## Task objective
Search the material for the word "usize" and report each line where it turns up.

## Input records
----

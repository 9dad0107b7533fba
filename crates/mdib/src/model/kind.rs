//! Descriptor and state kinds.
//!
//! The set of kinds is closed and mirrors the BICEPS participant model. Every
//! descriptor kind has exactly one matching state kind.

use std::fmt;

/// Structural type of a descriptor.
#[derive(Debug, Clone, Copy, PartialEq, Eq, Hash, PartialOrd, Ord)]
#[repr(u8)]
pub enum DescriptorKind {
    Mds = 1,
    Vmd = 2,
    Channel = 3,
    NumericMetric = 4,
    StringMetric = 5,
    EnumStringMetric = 6,
    RealTimeSampleArrayMetric = 7,
    DistributionSampleArrayMetric = 8,
    AlertSystem = 9,
    AlertCondition = 10,
    LimitAlertCondition = 11,
    AlertSignal = 12,
    Sco = 13,
    SetValueOperation = 14,
    SetStringOperation = 15,
    ActivateOperation = 16,
    SetContextStateOperation = 17,
    SetMetricStateOperation = 18,
    SetComponentStateOperation = 19,
    SetAlertStateOperation = 20,
    SystemContext = 21,
    PatientContext = 22,
    LocationContext = 23,
    EnsembleContext = 24,
    WorkflowContext = 25,
    OperatorContext = 26,
    MeansContext = 27,
    Battery = 28,
    Clock = 29,
}

/// Runtime type of a state, one per descriptor kind.
#[derive(Debug, Clone, Copy, PartialEq, Eq, Hash, PartialOrd, Ord)]
#[repr(u8)]
pub enum StateKind {
    Mds = 1,
    Vmd = 2,
    Channel = 3,
    NumericMetric = 4,
    StringMetric = 5,
    EnumStringMetric = 6,
    RealTimeSampleArrayMetric = 7,
    DistributionSampleArrayMetric = 8,
    AlertSystem = 9,
    AlertCondition = 10,
    LimitAlertCondition = 11,
    AlertSignal = 12,
    Sco = 13,
    SetValueOperation = 14,
    SetStringOperation = 15,
    ActivateOperation = 16,
    SetContextStateOperation = 17,
    SetMetricStateOperation = 18,
    SetComponentStateOperation = 19,
    SetAlertStateOperation = 20,
    SystemContext = 21,
    PatientContext = 22,
    LocationContext = 23,
    EnsembleContext = 24,
    WorkflowContext = 25,
    OperatorContext = 26,
    MeansContext = 27,
    Battery = 28,
    Clock = 29,
}

impl DescriptorKind {
    /// All descriptor kinds in declaration order.
    pub const ALL: [DescriptorKind; 29] = [
        DescriptorKind::Mds,
        DescriptorKind::Vmd,
        DescriptorKind::Channel,
        DescriptorKind::NumericMetric,
        DescriptorKind::StringMetric,
        DescriptorKind::EnumStringMetric,
        DescriptorKind::RealTimeSampleArrayMetric,
        DescriptorKind::DistributionSampleArrayMetric,
        DescriptorKind::AlertSystem,
        DescriptorKind::AlertCondition,
        DescriptorKind::LimitAlertCondition,
        DescriptorKind::AlertSignal,
        DescriptorKind::Sco,
        DescriptorKind::SetValueOperation,
        DescriptorKind::SetStringOperation,
        DescriptorKind::ActivateOperation,
        DescriptorKind::SetContextStateOperation,
        DescriptorKind::SetMetricStateOperation,
        DescriptorKind::SetComponentStateOperation,
        DescriptorKind::SetAlertStateOperation,
        DescriptorKind::SystemContext,
        DescriptorKind::PatientContext,
        DescriptorKind::LocationContext,
        DescriptorKind::EnsembleContext,
        DescriptorKind::WorkflowContext,
        DescriptorKind::OperatorContext,
        DescriptorKind::MeansContext,
        DescriptorKind::Battery,
        DescriptorKind::Clock,
    ];

    /// Creates a DescriptorKind from its numeric representation.
    pub fn from_u8(v: u8) -> Option<DescriptorKind> {
        Self::ALL.get(usize::from(v).checked_sub(1)?).copied()
    }

    /// Returns the state kind paired with this descriptor kind.
    pub fn state_kind(self) -> StateKind {
        // Both enums share discriminants.
        StateKind::ALL[self as usize - 1]
    }

    /// Returns true for the context descriptor kinds.
    pub fn is_context(self) -> bool {
        matches!(
            self,
            DescriptorKind::PatientContext
                | DescriptorKind::LocationContext
                | DescriptorKind::EnsembleContext
                | DescriptorKind::WorkflowContext
                | DescriptorKind::OperatorContext
                | DescriptorKind::MeansContext
        )
    }

    /// Returns the BICEPS type name (e.g. "NumericMetricDescriptor").
    pub fn type_name(self) -> &'static str {
        match self {
            DescriptorKind::Mds => "MdsDescriptor",
            DescriptorKind::Vmd => "VmdDescriptor",
            DescriptorKind::Channel => "ChannelDescriptor",
            DescriptorKind::NumericMetric => "NumericMetricDescriptor",
            DescriptorKind::StringMetric => "StringMetricDescriptor",
            DescriptorKind::EnumStringMetric => "EnumStringMetricDescriptor",
            DescriptorKind::RealTimeSampleArrayMetric => "RealTimeSampleArrayMetricDescriptor",
            DescriptorKind::DistributionSampleArrayMetric => {
                "DistributionSampleArrayMetricDescriptor"
            }
            DescriptorKind::AlertSystem => "AlertSystemDescriptor",
            DescriptorKind::AlertCondition => "AlertConditionDescriptor",
            DescriptorKind::LimitAlertCondition => "LimitAlertConditionDescriptor",
            DescriptorKind::AlertSignal => "AlertSignalDescriptor",
            DescriptorKind::Sco => "ScoDescriptor",
            DescriptorKind::SetValueOperation => "SetValueOperationDescriptor",
            DescriptorKind::SetStringOperation => "SetStringOperationDescriptor",
            DescriptorKind::ActivateOperation => "ActivateOperationDescriptor",
            DescriptorKind::SetContextStateOperation => "SetContextStateOperationDescriptor",
            DescriptorKind::SetMetricStateOperation => "SetMetricStateOperationDescriptor",
            DescriptorKind::SetComponentStateOperation => "SetComponentStateOperationDescriptor",
            DescriptorKind::SetAlertStateOperation => "SetAlertStateOperationDescriptor",
            DescriptorKind::SystemContext => "SystemContextDescriptor",
            DescriptorKind::PatientContext => "PatientContextDescriptor",
            DescriptorKind::LocationContext => "LocationContextDescriptor",
            DescriptorKind::EnsembleContext => "EnsembleContextDescriptor",
            DescriptorKind::WorkflowContext => "WorkflowContextDescriptor",
            DescriptorKind::OperatorContext => "OperatorContextDescriptor",
            DescriptorKind::MeansContext => "MeansContextDescriptor",
            DescriptorKind::Battery => "BatteryDescriptor",
            DescriptorKind::Clock => "ClockDescriptor",
        }
    }
}

impl StateKind {
    /// All state kinds in declaration order.
    pub const ALL: [StateKind; 29] = [
        StateKind::Mds,
        StateKind::Vmd,
        StateKind::Channel,
        StateKind::NumericMetric,
        StateKind::StringMetric,
        StateKind::EnumStringMetric,
        StateKind::RealTimeSampleArrayMetric,
        StateKind::DistributionSampleArrayMetric,
        StateKind::AlertSystem,
        StateKind::AlertCondition,
        StateKind::LimitAlertCondition,
        StateKind::AlertSignal,
        StateKind::Sco,
        StateKind::SetValueOperation,
        StateKind::SetStringOperation,
        StateKind::ActivateOperation,
        StateKind::SetContextStateOperation,
        StateKind::SetMetricStateOperation,
        StateKind::SetComponentStateOperation,
        StateKind::SetAlertStateOperation,
        StateKind::SystemContext,
        StateKind::PatientContext,
        StateKind::LocationContext,
        StateKind::EnsembleContext,
        StateKind::WorkflowContext,
        StateKind::OperatorContext,
        StateKind::MeansContext,
        StateKind::Battery,
        StateKind::Clock,
    ];

    /// Returns the descriptor kind this state belongs to.
    pub fn descriptor_kind(self) -> DescriptorKind {
        DescriptorKind::ALL[self as usize - 1]
    }

    /// Returns true for context states.
    pub fn is_context(self) -> bool {
        self.descriptor_kind().is_context()
    }
}

impl fmt::Display for DescriptorKind {
    fn fmt(&self, f: &mut fmt::Formatter<'_>) -> fmt::Result {
        f.write_str(self.type_name())
    }
}

impl fmt::Display for StateKind {
    fn fmt(&self, f: &mut fmt::Formatter<'_>) -> fmt::Result {
        // "NumericMetricDescriptor" -> "NumericMetricState"
        let name = self.descriptor_kind().type_name();
        let base = name.strip_suffix("Descriptor").unwrap_or(name);
        write!(f, "{base}State")
    }
}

----

## Answer to this exercise
        Self::ALL.get(usize::from(v).checked_sub(1)?).copied()
        StateKind::ALL[self as usize - 1]
        DescriptorKind::ALL[self as usize - 1]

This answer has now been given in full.